GIVEN DATA Block Start

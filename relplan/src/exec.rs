//! Plan execution.
//!
//! Bound variables are materialised step by step in a [`Bindings`] table. Components below a
//! cut run on the distinct projection of the bound table onto their inputs, and are merged
//! back on those variables.
use std::collections::{BTreeMap, HashMap};
use std::fmt::{Display, Formatter};

use itertools::Itertools;
use log::debug;
use prettytable::{Cell, Row, Table};

use crate::cost::JoinStrategy;
use crate::plan::{Access, ComponentPlan, Plan, Step};
use crate::query::{QueryGraph, Var};
use crate::relation::{PartialBinding, Relation};
use crate::value::{Tuple, Value};

/// A table of values for a list of variables.
#[derive(Clone, Debug, PartialEq, Eq)]
pub struct Bindings {
    vars: Vec<Var>,
    rows: Vec<Tuple>,
}

impl Bindings {
    pub fn new(vars: Vec<Var>, rows: Vec<Tuple>) -> Self {
        Self { vars, rows }
    }

    /// One empty row, the neutral element of [`Bindings::merge`].
    pub fn unit() -> Self {
        Self::new(vec![], vec![Tuple::new()])
    }

    /// One row holding every constant.
    pub fn constants(constants: &BTreeMap<Var, Value>) -> Self {
        Self::new(
            constants.keys().cloned().collect(),
            vec![constants.values().cloned().collect()],
        )
    }

    pub fn vars(&self) -> &[Var] {
        &self.vars
    }

    pub fn rows(&self) -> &[Tuple] {
        &self.rows
    }

    pub fn len(&self) -> usize {
        self.rows.len()
    }

    pub fn is_empty(&self) -> bool {
        self.rows.is_empty()
    }

    pub fn column(&self, var: &Var) -> Option<usize> {
        self.vars.iter().position(|v| v == var)
    }

    /// Distinct rows over `vars`, skipping variables this table lacks.
    pub fn project(&self, vars: &[Var]) -> Self {
        let (vars, columns): (Vec<Var>, Vec<usize>) = vars
            .iter()
            .filter_map(|v| self.column(v).map(|c| (v.clone(), c)))
            .unzip();
        let rows = self
            .rows
            .iter()
            .map(|row| columns.iter().map(|&c| row[c].clone()).collect::<Tuple>())
            .unique()
            .collect();
        Self::new(vars, rows)
    }

    /// Joins on the shared variables, a cross join when there are none.
    pub fn merge(&self, other: &Bindings) -> Self {
        let shared = self
            .vars
            .iter()
            .enumerate()
            .filter_map(|(s, v)| other.column(v).map(|o| (s, o)))
            .collect_vec();
        let extra = (0..other.vars.len())
            .filter(|c| shared.iter().all(|(_, o)| o != c))
            .collect_vec();

        let mut index: HashMap<Vec<&Value>, Vec<&Tuple>> = HashMap::new();
        for row in &other.rows {
            let key = shared.iter().map(|(_, o)| &row[*o]).collect_vec();
            index.entry(key).or_default().push(row);
        }

        let mut rows = Vec::new();
        for row in &self.rows {
            let key = shared.iter().map(|(s, _)| &row[*s]).collect_vec();
            for matched in index.get(&key).into_iter().flatten() {
                let mut out = row.clone();
                out.extend(extra.iter().map(|&c| matched[c].clone()));
                rows.push(out);
            }
        }

        let vars = self
            .vars
            .iter()
            .chain(extra.iter().map(|&c| &other.vars[c]))
            .cloned()
            .collect();
        Self::new(vars, rows)
    }

    pub fn distinct(self) -> Self {
        Self::new(self.vars, self.rows.into_iter().unique().collect())
    }

    pub fn sorted(mut self) -> Self {
        self.rows.sort();
        self
    }
}

impl Display for Bindings {
    fn fmt(&self, f: &mut Formatter<'_>) -> std::fmt::Result {
        let mut table = Table::new();
        table.set_titles(Row::new(
            self.vars.iter().map(|v| Cell::new(v.name())).collect(),
        ));
        for row in &self.rows {
            table.add_row(Row::new(
                row.iter().map(|v| Cell::new(&v.to_string())).collect(),
            ));
        }
        write!(f, "{}", table)
    }
}

/// Final answers of a query, restartable through [`Answers::iter`].
#[derive(Clone, Debug, PartialEq, Eq)]
pub struct Answers {
    bindings: Bindings,
}

impl Answers {
    pub fn vars(&self) -> &[Var] {
        self.bindings.vars()
    }

    pub fn len(&self) -> usize {
        self.bindings.len()
    }

    pub fn is_empty(&self) -> bool {
        self.bindings.is_empty()
    }

    pub fn iter(&self) -> impl Iterator<Item = BTreeMap<&Var, &Value>> + '_ {
        self.bindings
            .rows
            .iter()
            .map(move |row| self.bindings.vars.iter().zip(row.iter()).collect())
    }

    /// Answers as sorted tuples over `vars`.
    pub fn tuples(&self, vars: &[Var]) -> Vec<Tuple> {
        let columns = vars
            .iter()
            .filter_map(|v| self.bindings.column(v))
            .collect_vec();
        self.bindings
            .rows
            .iter()
            .map(|row| columns.iter().map(|&c| row[c].clone()).collect::<Tuple>())
            .sorted()
            .collect()
    }

    pub fn into_bindings(self) -> Bindings {
        self.bindings
    }
}

impl Display for Answers {
    fn fmt(&self, f: &mut Formatter<'_>) -> std::fmt::Result {
        write!(f, "{}", self.bindings)
    }
}

pub fn execute(plan: &Plan, query: &QueryGraph) -> Answers {
    let constants = Bindings::constants(query.constants());
    let bindings = plan
        .components()
        .iter()
        .fold(constants.clone(), |acc, component| {
            let input = constants.project(&component.inputs);
            acc.merge(&run_component(component, query, input))
        });

    Answers {
        bindings: bindings.distinct(),
    }
}

fn run_component(component: &ComponentPlan, query: &QueryGraph, input: Bindings) -> Bindings {
    let mut rows = component
        .steps
        .iter()
        .fold(input, |rows, step| run_step(step, query, rows));

    if let Some(cut) = &component.cut {
        for sub in &cut.components {
            let sub_rows = run_component(sub, query, rows.project(&sub.inputs));
            rows = rows.merge(&sub_rows);
        }
    }
    rows
}

fn run_step(step: &Step, query: &QueryGraph, rows: Bindings) -> Bindings {
    let atom = query.atom(step.atom);
    let relation = atom.relation();
    let names = relation.attribute_names();

    // (row column, attribute) of bound terms, (attribute index, var) of free ones.
    let mut bound = Vec::new();
    let mut free = Vec::new();
    for (var, attribute) in atom.terms() {
        match rows.column(var) {
            Some(c) => bound.push((c, attribute.clone())),
            None => {
                if let Some(i) = names.iter().position(|n| n == attribute) {
                    free.push((i, var.clone()));
                }
            }
        }
    }
    let bound_columns = bound
        .iter()
        .filter_map(|(_, a)| names.iter().position(|n| n == a))
        .collect_vec();

    let widen = |row: &Tuple, t: &Tuple| -> Tuple {
        let mut out = row.clone();
        out.extend(free.iter().map(|(i, _)| t[*i].clone()));
        out
    };

    let mut out = Vec::new();
    match step.access {
        Access::Lookup | Access::Join(JoinStrategy::Iterate) => {
            for row in &rows.rows {
                let binding: PartialBinding = bound
                    .iter()
                    .map(|(c, a)| (a.clone(), row[*c].clone()))
                    .collect();
                let lookup = relation.lookup(&binding);
                out.extend(lookup.iter().map(|t| widen(row, &t)));
            }
        }
        Access::Join(JoinStrategy::Intermediate) => {
            let mut index: BTreeMap<Vec<Value>, Vec<Tuple>> = BTreeMap::new();
            for t in relation.lookup(&PartialBinding::new()).iter() {
                let key = bound_columns.iter().map(|&i| t[i].clone()).collect_vec();
                index.entry(key).or_default().push(t);
            }
            for row in &rows.rows {
                let key = bound.iter().map(|(c, _)| row[*c].clone()).collect_vec();
                if let Some(matched) = index.get(&key) {
                    out.extend(matched.iter().map(|t| widen(row, t)));
                }
            }
        }
        Access::Join(JoinStrategy::Filter) => {
            let mut members: HashMap<Vec<&Value>, Vec<&Tuple>> = HashMap::new();
            for row in &rows.rows {
                let key = bound.iter().map(|(c, _)| &row[*c]).collect_vec();
                members.entry(key).or_default().push(row);
            }
            for t in relation.lookup(&PartialBinding::new()).iter() {
                let key = bound_columns.iter().map(|&i| &t[i]).collect_vec();
                if let Some(matched) = members.get(&key) {
                    out.extend(matched.iter().map(|row| widen(*row, &t)));
                }
            }
        }
    }

    debug!(
        "Step {} over atom {} turned {} bound tuples into {}",
        step.access,
        step.atom,
        rows.len(),
        out.len()
    );

    let vars = rows
        .vars
        .iter()
        .cloned()
        .chain(free.iter().map(|(_, v)| v.clone()))
        .collect();
    Bindings::new(vars, out)
}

GIVEN DATA Block End

WHAT YOU HAVE TO DO
Reproduce exactly, and only, the lines from the start of the entries through the one that contains "use log::debug;".

SOLUTION
filename relplan/src/exec.rs
//! Plan execution.
//!
//! Bound variables are materialised step by step in a [`Bindings`] table. Components below a
//! cut run on the distinct projection of the bound table onto their inputs, and are merged
//! back on those variables.
use std::collections::{BTreeMap, HashMap};
use std::fmt::{Display, Formatter};

use itertools::Itertools;
use log::debug;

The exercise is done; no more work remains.